_Source material_:
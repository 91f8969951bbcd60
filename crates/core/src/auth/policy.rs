//! Credential policy shared by signup and login.

use validator::ValidateEmail;

/// Minimum password length in characters (not bytes).
pub const MIN_PASSWORD_CHARS: usize = 6;

/// Returns true if `email` has a plausible mailbox format.
///
/// Callers are expected to trim surrounding whitespace first.
#[must_use]
pub fn email_is_valid(email: &str) -> bool {
    email.validate_email()
}

/// Returns true if `password` satisfies the minimum-length policy.
#[must_use]
pub fn password_meets_policy(password: &str) -> bool {
    password.chars().count() >= MIN_PASSWORD_CHARS
}
//! HTTP API layer with Axum routes and middleware.
//!
//! This crate provides:
//! - REST API routes
//! - Authentication middleware
//! - Request extractors
//! - Response types

pub mod extractors;
pub mod middleware;
pub mod routes;

use axum::Router;
use finboard_core::auth::HashParams;
use finboard_shared::JwtService;
use finboard_shared::config::PaginationConfig;
use sea_orm::DatabaseConnection;
use std::sync::Arc;
use tower_http::cors::{Any, CorsLayer};
use tower_http::trace::TraceLayer;

/// Application state shared across handlers.
#[derive(Clone)]
pub struct AppState {
    /// Database connection pool.
    pub db: Arc<DatabaseConnection>,
    /// JWT service for token operations.
    pub jwt_service: Arc<JwtService>,
    /// Argon2 cost parameters for password hashing.
    pub hashing: HashParams,
    /// Listing page size defaults and caps.
    pub pagination: PaginationConfig,
}

/// Creates the main application router.
pub fn create_router(state: AppState) -> Router {
    Router::new()
        .nest("/api", routes::api_routes_with_state(state.clone()))
        .fallback(routes::not_found)
        .layer(TraceLayer::new_for_http())
        .layer(
            CorsLayer::new()
                .allow_origin(Any)
                .allow_methods(Any)
                .allow_headers(Any),
        )
        .with_state(state)
}
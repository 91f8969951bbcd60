//! `SeaORM` entity definitions.

pub mod transactions;
pub mod users;
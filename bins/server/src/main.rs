//! Finboard API Server
//!
//! Main entry point for the Finboard backend service.

use std::sync::Arc;

use tokio::net::TcpListener;
use tracing::info;
use tracing_subscriber::{layer::SubscriberExt, util::SubscriberInitExt};

use finboard_api::{AppState, create_router};
use finboard_core::auth::HashParams;
use finboard_db::connect;
use finboard_shared::{AppConfig, JwtConfig, JwtService};

#[tokio::main]
async fn main() -> anyhow::Result<()> {
    // Load environment variables from .env file
    dotenvy::dotenv().ok();

    // Initialize tracing
    tracing_subscriber::registry()
        .with(
            tracing_subscriber::EnvFilter::try_from_default_env()
                .unwrap_or_else(|_| "finboard=debug,tower_http=debug".into()),
        )
        .with(tracing_subscriber::fmt::layer())
        .init();

    // Load configuration
    let config = AppConfig::load().expect("Failed to load configuration");

    // Connect to database
    let db = connect(
        &config.database.url,
        config.database.max_connections,
        config.database.min_connections,
    )
    .await?;
    info!("Connected to database");

    // Create JWT service
    let jwt_config = JwtConfig {
        secret: config.auth.secret.clone(),
        #[allow(clippy::cast_possible_wrap)]
        token_ttl_secs: config.auth.token_ttl_secs as i64,
    };
    let jwt_service = JwtService::new(jwt_config);

    // Create application state
    let state = AppState {
        db: Arc::new(db),
        jwt_service: Arc::new(jwt_service),
        hashing: HashParams {
            memory_kib: config.hashing.memory_kib,
            iterations: config.hashing.iterations,
            parallelism: config.hashing.parallelism,
        },
        pagination: config.pagination,
    };

    // Create router
    let app = create_router(state);

    // Start server
    let addr = format!("{}:{}", config.server.host, config.server.port);
    let listener = TcpListener::bind(&addr).await?;
    info!("Server listening on {}", addr);

    axum::serve(listener, app).await?;

    Ok(())
}
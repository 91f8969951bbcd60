//! Database migration runner for Finboard.
//!
//! Usage:
//!   migrator up      - Run all pending migrations
//!   migrator down    - Rollback last migration
//!   migrator status  - Show migration status
//!   migrator fresh   - Drop all tables and re-run migrations

use finboard_db::migration::Migrator;
use sea_orm_migration::prelude::*;

#[tokio::main]
async fn main() {
    // Load .env file if present
    dotenvy::dotenv().ok();

    // Run the migrator CLI (it sets up its own tracing)
    cli::run_cli(Migrator).await;
}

_Task objective_:
Your task is to transcribe the listing above in full, exactly as given.

_Answer space_:
repository 91f8969951bbcd60
filename crates/core/src/auth/policy.rs
//! Credential policy shared by signup and login.

use validator::ValidateEmail;

/// Minimum password length in characters (not bytes).
pub const MIN_PASSWORD_CHARS: usize = 6;

/// Returns true if `email` has a plausible mailbox format.
///
/// Callers are expected to trim surrounding whitespace first.
#[must_use]
pub fn email_is_valid(email: &str) -> bool {
    email.validate_email()
}

/// Returns true if `password` satisfies the minimum-length policy.
#[must_use]
pub fn password_meets_policy(password: &str) -> bool {
    password.chars().count() >= MIN_PASSWORD_CHARS
}
//! HTTP API layer with Axum routes and middleware.
//!
//! This crate provides:
//! - REST API routes
//! - Authentication middleware
//! - Request extractors
//! - Response types

pub mod extractors;
pub mod middleware;
pub mod routes;

use axum::Router;
use finboard_core::auth::HashParams;
use finboard_shared::JwtService;
use finboard_shared::config::PaginationConfig;
use sea_orm::DatabaseConnection;
use std::sync::Arc;
use tower_http::cors::{Any, CorsLayer};
use tower_http::trace::TraceLayer;

/// Application state shared across handlers.
#[derive(Clone)]
pub struct AppState {
    /// Database connection pool.
    pub db: Arc<DatabaseConnection>,
    /// JWT service for token operations.
    pub jwt_service: Arc<JwtService>,
    /// Argon2 cost parameters for password hashing.
    pub hashing: HashParams,
    /// Listing page size defaults and caps.
    pub pagination: PaginationConfig,
}

/// Creates the main application router.
pub fn create_router(state: AppState) -> Router {
    Router::new()
        .nest("/api", routes::api_routes_with_state(state.clone()))
        .fallback(routes::not_found)
        .layer(TraceLayer::new_for_http())
        .layer(
            CorsLayer::new()
                .allow_origin(Any)
                .allow_methods(Any)
                .allow_headers(Any),
        )
        .with_state(state)
}
repository 91f8969951bbcd60
//! `SeaORM` entity definitions.

pub mod transactions;
pub mod users;
filename bins/server/src/main.rs
//! Finboard API Server
//!
//! Main entry point for the Finboard backend service.

use std::sync::Arc;

use tokio::net::TcpListener;
use tracing::info;
use tracing_subscriber::{layer::SubscriberExt, util::SubscriberInitExt};

use finboard_api::{AppState, create_router};
use finboard_core::auth::HashParams;
use finboard_db::connect;
use finboard_shared::{AppConfig, JwtConfig, JwtService};

#[tokio::main]
async fn main() -> anyhow::Result<()> {
    // Load environment variables from .env file
    dotenvy::dotenv().ok();

    // Initialize tracing
    tracing_subscriber::registry()
        .with(
            tracing_subscriber::EnvFilter::try_from_default_env()
                .unwrap_or_else(|_| "finboard=debug,tower_http=debug".into()),
        )
        .with(tracing_subscriber::fmt::layer())
        .init();

    // Load configuration
    let config = AppConfig::load().expect("Failed to load configuration");

    // Connect to database
    let db = connect(
        &config.database.url,
        config.database.max_connections,
        config.database.min_connections,
    )
    .await?;
    info!("Connected to database");

    // Create JWT service
    let jwt_config = JwtConfig {
        secret: config.auth.secret.clone(),
        #[allow(clippy::cast_possible_wrap)]
        token_ttl_secs: config.auth.token_ttl_secs as i64,
    };
    let jwt_service = JwtService::new(jwt_config);

    // Create application state
    let state = AppState {
        db: Arc::new(db),
        jwt_service: Arc::new(jwt_service),
        hashing: HashParams {
            memory_kib: config.hashing.memory_kib,
            iterations: config.hashing.iterations,
            parallelism: config.hashing.parallelism,
        },
        pagination: config.pagination,
    };

    // Create router
    let app = create_router(state);

    // Start server
    let addr = format!("{}:{}", config.server.host, config.server.port);
    let listener = TcpListener::bind(&addr).await?;
    info!("Server listening on {}", addr);

    axum::serve(listener, app).await?;

    Ok(())
}
repository 91f8969951bbcd60
//! Database migration runner for Finboard.
//!
//! Usage:
//!   migrator up      - Run all pending migrations
//!   migrator down    - Rollback last migration
//!   migrator status  - Show migration status
//!   migrator fresh   - Drop all tables and re-run migrations

use finboard_db::migration::Migrator;
use sea_orm_migration::prelude::*;

#[tokio::main]
async fn main() {
    // Load .env file if present
    dotenvy::dotenv().ok();

    // Run the migrator CLI (it sets up its own tracing)
    cli::run_cli(Migrator).await;
}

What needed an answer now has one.